- _EXERCISE DATA_
impl TreeModel {
    pub fn new() -> Self {
        Self::default()
    }

    pub fn with_columns<I, S>(columns: I) -> Self
    where
        I: IntoIterator<Item = S>,
        S: Into<String>,
    {
        Self {
            columns: columns.into_iter().map(Into::into).collect(),
            ..Self::default()
        }
    }

    pub fn subscribe(&mut self, observer: impl ModelObserver + 'static) {
        self.observers.push(Box::new(observer));
    }

    /// Handle of the synthetic root. Use it as `parent` to address top-level rows.
    pub fn root(&self) -> ItemId {
        self.items.root()
    }

    /// True in the initial state: no columns and no rows.
    pub fn is_empty(&self) -> bool {
        self.columns.is_empty() && self.items.is_empty()
    }

    pub fn items(&self) -> &ItemArena {
        &self.items
    }

    pub fn item(&self, id: ItemId) -> Result<&Item, AddressError> {
        self.items.get(id)
    }

    pub fn columns(&self) -> &[String] {
        &self.columns
    }

    pub fn column_count(&self) -> usize {
        self.columns.len()
    }

    pub fn column_name(&self, index: usize) -> Result<&str, AddressError> {
        self.columns
            .get(index)
            .map(String::as_str)
            .ok_or(AddressError::ColumnOutOfRange {
                column: index,
                len: self.columns.len(),
            })
    }

    /// First column called `name`. Names are not required to be unique.
    pub fn column_index(&self, name: &str) -> Option<usize> {
        self.columns.iter().position(|c| c == name)
    }

    pub fn set_column_name(
        &mut self,
        index: usize,
        name: impl Into<String>,
    ) -> Result<(), AddressError> {
        self.check_column(index)?;
        let name = name.into();
        if name == statics::DOC_CHILDREN {
            return Err(AddressError::ReservedColumn);
        }
        self.columns[index] = name;
        self.emit(ModelEvent::HeaderChanged {
            first: index,
            last: index,
        });
        Ok(())
    }

    pub fn row_count(&self, parent: ItemId) -> Result<usize, AddressError> {
        Ok(self.items.get(parent)?.child_count())
    }

    /// Handle of the item at `row` under `parent`.
    pub fn index(&self, row: usize, parent: ItemId) -> Result<ItemId, AddressError> {
        let item = self.items.get(parent)?;
        item.child(row).ok_or(AddressError::RowOutOfRange {
            row,
            len: item.child_count(),
        })
    }

    /// Parent handle of `id` (the root for top-level rows, `None` for the root itself).
    pub fn parent_of(&self, id: ItemId) -> Result<Option<ItemId>, AddressError> {
        Ok(self.items.get(id)?.parent())
    }

    /// Current row of `id` within its parent, `None` for the root or a stale handle.
    pub fn position(&self, id: ItemId) -> Option<usize> {
        self.items.position(id)
    }

    pub fn value(
        &self,
        row: usize,
        column: usize,
        parent: ItemId,
    ) -> Result<&Value, AddressError> {
        let id = self.index(row, parent)?;
        self.item_value(id, column)
    }

    /// Field of an already resolved item under the schema column `column`.
    pub fn item_value(&self, id: ItemId, column: usize) -> Result<&Value, AddressError> {
        let name = self.column_name(column)?;
        if id == self.root() {
            return Err(AddressError::RootNotAddressable);
        }
        Ok(self.items.get(id)?.get_field(name))
    }

    pub fn set_value(
        &mut self,
        row: usize,
        column: usize,
        parent: ItemId,
        value: impl Into<Value>,
    ) -> Result<(), AddressError> {
        let id = self.index(row, parent)?;
        let name = self.column_name(column)?.to_string();
        // Values under the reserved key could never be saved.
        if name == statics::DOC_CHILDREN {
            return Err(AddressError::ReservedColumn);
        }
        self.items.get_mut(id)?.set_field(name, value.into());
        self.emit(ModelEvent::DataChanged {
            parent,
            row,
            column,
        });
        Ok(())
    }

    /// Insert `count` empty rows at `row` under `parent`.
    pub fn insert_rows(
        &mut self,
        row: usize,
        count: usize,
        parent: ItemId,
    ) -> Result<Vec<ItemId>, AddressError> {
        self.check_insert_row(row, parent)?;
        if count == 0 {
            return Ok(Vec::new());
        }
        let (first, last) = (row, row + count - 1);
        self.emit(ModelEvent::RowsAboutToBeInserted {
            parent,
            first,
            last,
        });
        let created = self.items.insert_children(parent, row, count)?;
        self.emit(ModelEvent::RowsInserted {
            parent,
            first,
            last,
        });
        tracing::trace!(row, count, "inserted rows");
        Ok(created)
    }

    /// Insert detached subtrees at `row` under `parent`.
    pub fn insert_records(
        &mut self,
        row: usize,
        parent: ItemId,
        records: Vec<ItemRecord>,
    ) -> Result<Vec<ItemId>, AddressError> {
        self.check_insert_row(row, parent)?;
        if records.is_empty() {
            return Ok(Vec::new());
        }
        let (first, last) = (row, row + records.len() - 1);
        self.emit(ModelEvent::RowsAboutToBeInserted {
            parent,
            first,
            last,
        });
        let created = self.items.insert_records(parent, row, records)?;
        self.emit(ModelEvent::RowsInserted {
            parent,
            first,
            last,
        });
        Ok(created)
    }

    /// Remove `count` rows starting at `row` under `parent`; the removed
    /// subtrees are returned detached.
    pub fn remove_rows(
        &mut self,
        row: usize,
        count: usize,
        parent: ItemId,
    ) -> Result<Vec<ItemRecord>, AddressError> {
        let len = self.row_count(parent)?;
        match row.checked_add(count) {
            Some(end) if end <= len => {}
            _ => return Err(AddressError::RangeOutOfBounds { row, count, len }),
        }
        if count == 0 {
            return Ok(Vec::new());
        }
        let (first, last) = (row, row + count - 1);
        self.emit(ModelEvent::RowsAboutToBeRemoved {
            parent,
            first,
            last,
        });
        let removed = self.items.remove_children(parent, row, count)?;
        self.emit(ModelEvent::RowsRemoved {
            parent,
            first,
            last,
        });
        tracing::trace!(row, count, "removed rows");
        Ok(removed)
    }

    /// Insert `count` empty-named columns at `index`. Item fields are untouched.
    pub fn insert_columns(&mut self, index: usize, count: usize) -> Result<(), AddressError> {
        let len = self.columns.len();
        if index > len {
            return Err(AddressError::ColumnOutOfRange { column: index, len });
        }
        if count == 0 {
            return Ok(());
        }
        let (first, last) = (index, index + count - 1);
        self.emit(ModelEvent::ColumnsAboutToBeInserted { first, last });
        let tail = self.columns.split_off(index);
        self.columns
            .extend(std::iter::repeat_n(String::new(), count).chain(tail));
        self.emit(ModelEvent::ColumnsInserted { first, last });
        Ok(())
    }

    /// Remove `count` columns starting at `index` from the schema.
    ///
    /// Items keep their stored values under the removed names; those keys just
    /// stop being addressable. Row counts are unaffected.
    pub fn remove_columns(
        &mut self,
        index: usize,
        count: usize,
    ) -> Result<Vec<String>, AddressError> {
        let len = self.columns.len();
        match index.checked_add(count) {
            Some(end) if end <= len => {}
            _ => {
                return Err(AddressError::ColumnRangeOutOfBounds { index, count, len });
            }
        }
        if count == 0 {
            return Ok(Vec::new());
        }
        let (first, last) = (index, index + count - 1);
        self.emit(ModelEvent::ColumnsAboutToBeRemoved { first, last });
        let removed: Vec<String> = self.columns.drain(index..index + count).collect();
        self.emit(ModelEvent::ColumnsRemoved { first, last });
        Ok(removed)
    }

    /// Values of `column` for every descendant of `parent`, depth-first
    /// pre-order. A real item contributes its own value first; the root does not.
    pub fn all_values_in_column(
        &self,
        column: usize,
        parent: ItemId,
    ) -> Result<Vec<&Value>, AddressError> {
        let name = self.column_name(column)?;
        let skip = usize::from(parent == self.root());
        let values = self
            .items
            .preorder(parent)?
            .into_iter()
            .skip(skip)
            .filter_map(|id| self.items.get(id).ok())
            .map(|item| item.get_field(name))
            .collect();
        Ok(values)
    }

    /// Replace columns and rows in one step. Every handle except the root
    /// becomes stale.
    pub fn reset(&mut self, columns: Vec<String>, records: Vec<ItemRecord>) {
        self.emit(ModelEvent::ModelAboutToBeReset);
        self.columns = columns;
        self.items.replace_all(records);
        self.emit(ModelEvent::ModelReset);
    }

    /// Detached copy of every top-level row, in order.
    pub fn snapshot(&self) -> Vec<ItemRecord> {
        let root = self.root();
        self.items
            .get(root)
            .map(|item| item.children().to_vec())
            .unwrap_or_default()
            .into_iter()
            .filter_map(|id| self.items.record(id).ok())
            .collect()
    }

    /// Resolve a row path (rows from the top level down). An empty path is the root.
    pub fn resolve_path(&self, path: &[usize]) -> Result<ItemId, AddressError> {
        path.iter()
            .try_fold(self.root(), |parent, &row| self.index(row, parent))
    }

    /// Row path of `id`, the inverse of [`TreeModel::resolve_path`].
    pub fn path_of(&self, id: ItemId) -> Result<Vec<usize>, AddressError> {
        let mut path = Vec::new();
        let mut cursor = id;
        while let Some(parent) = self.items.get(cursor)?.parent() {
            let row = self.items.position(cursor).ok_or(AddressError::StaleItem)?;
            path.push(row);
            cursor = parent;
        }
        path.reverse();
        Ok(path)
    }

    /// Remove a selection of items.
    ///
    /// Duplicates and items whose ancestor is also selected are skipped, and
    /// removal runs from the last item in document order to the first, so the
    /// remaining entries keep resolving while the batch runs. Returns how many
    /// subtrees were removed. Nothing is removed if any handle is invalid.
    /// An empty selection removes the last top-level row, if there is one.
    pub fn remove_items(&mut self, selection: &[ItemId]) -> Result<usize, AddressError> {
        let root = self.root();
        if selection.is_empty() {
            let len = self.row_count(root)?;
            if len == 0 {
                return Ok(0);
            }
            self.remove_rows(len - 1, 1, root)?;
            return Ok(1);
        }
        let mut targets: Vec<(Vec<usize>, ItemId)> = Vec::with_capacity(selection.len());
        for &id in selection {
            if id == root {
                return Err(AddressError::RootNotAddressable);
            }
            let path = self.path_of(id)?;
            if !targets.iter().any(|(_, seen)| *seen == id) {
                targets.push((path, id));
            }
        }
        targets.retain(|(_, id)| {
            !selection
                .iter()
                .any(|&other| other != *id && self.items.is_ancestor(other, *id))
        });
        targets.sort_by(|a, b| b.0.cmp(&a.0));

        let removed = targets.len();
        for (mut path, _) in targets {
            let Some(row) = path.pop() else {
                continue;
            };
            let parent = self.resolve_path(&path)?;
            self.remove_rows(row, 1, parent)?;
        }
        tracing::debug!(removed, "removed selected items");
        Ok(removed)
    }

    /// Append one empty child under each distinct item of `selection`, or one
    /// top-level row when the selection is empty. Returns the new handles.
    pub fn append_rows(&mut self, selection: &[ItemId]) -> Result<Vec<ItemId>, AddressError> {
        let mut parents: Vec<ItemId> = Vec::with_capacity(selection.len().max(1));
        for &id in selection {
            self.items.get(id)?;
            if !parents.contains(&id) {
                parents.push(id);
            }
        }
        if parents.is_empty() {
            parents.push(self.root());
        }

        let mut created = Vec::with_capacity(parents.len());
        for parent in parents {
            let row = self.row_count(parent)?;
            created.extend(self.insert_rows(row, 1, parent)?);
        }
        Ok(created)
    }

    fn check_insert_row(&self, row: usize, parent: ItemId) -> Result<(), AddressError> {
        let len = self.row_count(parent)?;
        if row > len {
            return Err(AddressError::RowOutOfRange { row, len });
        }
        Ok(())
    }

    fn check_column(&self, index: usize) -> Result<(), AddressError> {
        self.column_name(index).map(|_| ())
    }

    fn emit(&mut self, event: ModelEvent) {
        if self.observers.is_empty() {
            return;
        }
        let mut observers = std::mem::take(&mut self.observers);
        for observer in &mut observers {
            observer.notify(self, &event);
        }
        self.observers = observers;
    }
}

- _PROBLEM DETAILS_
In the listing above, find each line containing "parents" and copy it.

- _TASK SOLUTION_
        let mut parents: Vec<ItemId> = Vec::with_capacity(selection.len().max(1));
            if !parents.contains(&id) {
                parents.push(id);
        if parents.is_empty() {
            parents.push(self.root());
        let mut created = Vec::with_capacity(parents.len());
        for parent in parents {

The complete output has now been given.